A więc (wiem że nikt nie lubi kiedy się w ten sposób zaczyna zdanie - zrobiłem to specjalnie) nadszedł ten czas, keidy moja próźność i chęć podzielenia się z wami wszystkimi nieistotnymi bzdurami, wzięła górę i postanowiłem ku uciesze niektórych i rozgoryczenia reszty, dodać swoje arcynudne i pozbawione wszelkiej głębi artystycznej zdjęcie, które nie ma przedstawiać kompletnie niczego, tak samo zreszta jak cały ten mój pb (marność nad marnościami i wszystko marność).
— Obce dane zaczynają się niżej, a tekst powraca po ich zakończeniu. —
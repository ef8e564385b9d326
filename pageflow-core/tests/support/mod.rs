#![allow(dead_code)]

pub mod harness;
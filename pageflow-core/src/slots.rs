//! Which page each recyclable slot currently displays.
//!
//! Every bind gets a fresh generation so work started for an earlier binding
//! of the same slot can be recognised and dropped.

use pageflow_model::{PageId, SlotId};
use std::collections::HashMap;

use crate::covers::DecodeTicket;

#[derive(Debug, Clone, Copy, PartialEq, Eq)]
pub struct SlotBinding {
    pub page: PageId,
    pub generation: u64,
}

#[derive(Debug, Default)]
pub struct SlotTable {
    bindings: HashMap<SlotId, SlotBinding>,
    next_generation: u64,
}

impl SlotTable {
    pub fn new() -> Self {
        Self::default()
    }

    /// Bind `slot` to `page`. Rebinding a slot to the page it already shows
    /// keeps the existing generation. Returns the ticket for work started on
    /// behalf of this binding and the page the slot showed before, if it was
    /// a different one.
    pub fn bind(&mut self, slot: SlotId, page: PageId) -> (DecodeTicket, Option<PageId>) {
        if let Some(existing) = self.bindings.get(&slot)
            && existing.page == page
        {
            return (DecodeTicket::new(slot, *existing), None);
        }

        self.next_generation += 1;
        let binding = SlotBinding {
            page,
            generation: self.next_generation,
        };
        let previous = self.bindings.insert(slot, binding).map(|b| b.page);
        (DecodeTicket::new(slot, binding), previous)
    }

    pub fn unbind(&mut self, slot: SlotId) -> Option<SlotBinding> {
        self.bindings.remove(&slot)
    }

    pub fn binding(&self, slot: SlotId) -> Option<SlotBinding> {
        self.bindings.get(&slot).copied()
    }

    pub fn page_for(&self, slot: SlotId) -> Option<PageId> {
        self.bindings.get(&slot).map(|b| b.page)
    }

    /// Any slot still showing `page`.
    pub fn slot_showing(&self, page: PageId) -> Option<SlotId> {
        self.bindings
            .iter()
            .find(|(_, b)| b.page == page)
            .map(|(slot, _)| *slot)
    }

    pub fn is_current(&self, ticket: &DecodeTicket) -> bool {
        self.bindings.get(&ticket.slot).is_some_and(|b| {
            b.page == ticket.page && b.generation == ticket.generation
        })
    }

    pub fn len(&self) -> usize {
        self.bindings.len()
    }

    pub fn is_empty(&self) -> bool {
        self.bindings.is_empty()
    }

    pub fn clear(&mut self) {
        self.bindings.clear();
    }
}

#[cfg(test)]
mod tests {
    use super::*;

    #[test]
    fn rebinding_invalidates_old_tickets() {
        let mut slots = SlotTable::new();
        let (a, b) = (PageId::new(), PageId::new());

        let (first, previous) = slots.bind(SlotId(0), a);
        assert_eq!(previous, None);
        assert!(slots.is_current(&first));

        let (second, previous) = slots.bind(SlotId(0), b);
        assert_eq!(previous, Some(a));
        assert!(!slots.is_current(&first));
        assert!(slots.is_current(&second));
    }

    #[test]
    fn same_page_keeps_generation() {
        let mut slots = SlotTable::new();
        let page = PageId::new();

        let (first, _) = slots.bind(SlotId(3), page);
        let (again, previous) = slots.bind(SlotId(3), page);

        assert_eq!(first, again);
        assert_eq!(previous, None);
    }

    #[test]
    fn unbound_slot_makes_ticket_stale() {
        let mut slots = SlotTable::new();
        let page = PageId::new();

        let (ticket, _) = slots.bind(SlotId(1), page);
        slots.unbind(SlotId(1));
        assert!(!slots.is_current(&ticket));

        // Rebinding the same page after an unbind is a new generation.
        let (fresh, _) = slots.bind(SlotId(1), page);
        assert_ne!(fresh.generation, ticket.generation);
        assert!(!slots.is_current(&ticket));
    }

    #[test]
    fn finds_other_slot_showing_page() {
        let mut slots = SlotTable::new();
        let page = PageId::new();
        slots.bind(SlotId(0), page);
        slots.bind(SlotId(1), page);

        slots.unbind(SlotId(0));
        assert_eq!(slots.slot_showing(page), Some(SlotId(1)));
        assert_eq!(slots.page_for(SlotId(0)), None);
    }
}
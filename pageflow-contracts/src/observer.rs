use pageflow_model::Page;

/// Host-facing paging notifications. Every method has an empty default so
/// observers implement only what they need.
///
/// `page_did_scroll` fires on every scroll update with no backpressure;
/// implementations must return quickly.
pub trait PagingObserver {
    /// A page change has been decided; the transition is still running.
    fn will_scroll_to(&mut self, _index: usize, _page: &Page) {}

    /// The transition to `index` has settled.
    fn did_scroll_to(&mut self, _index: usize, _page: &Page) {}

    /// Signed offset of the viewport relative to the focused page, in page
    /// widths.
    fn page_did_scroll(&mut self, _offset_ratio: f32) {}

    fn page_selected(&mut self, _index: usize, _page: &Page) {}
}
Nie oznacza to jednak że postanowiłoem ZNOWU, wrócić do tego niesamowicie wysublimowanego zajęcia jakim jest pisanie notek na "mojego blogaska" (wyczuliście ironię prawdaaa?) i zalewać tę białą imitację kartki bzdurami, które przecież i tak was nie interesują. Czyż nie? Wykrztałcam w sobie niesamowitą technikę autoironii i to ona z grubsza kazała moim myślom przeniknąć na tę stronę. Już się ktoś zdązył obrazić? Mam nadzieję że jeszcze nie. Na to przyjdzie czas.
Tu jest gdzieś ukryte przesłanie. Szukaj.
Znalazłaś/ eś ukryty tekst. To nie to samo co przesłanie. Naprawdę.. WOW... Może jeszcze chcesz nagrodę?
Dobra. Twój limit zdjęć na dzisiaj szlag trafił.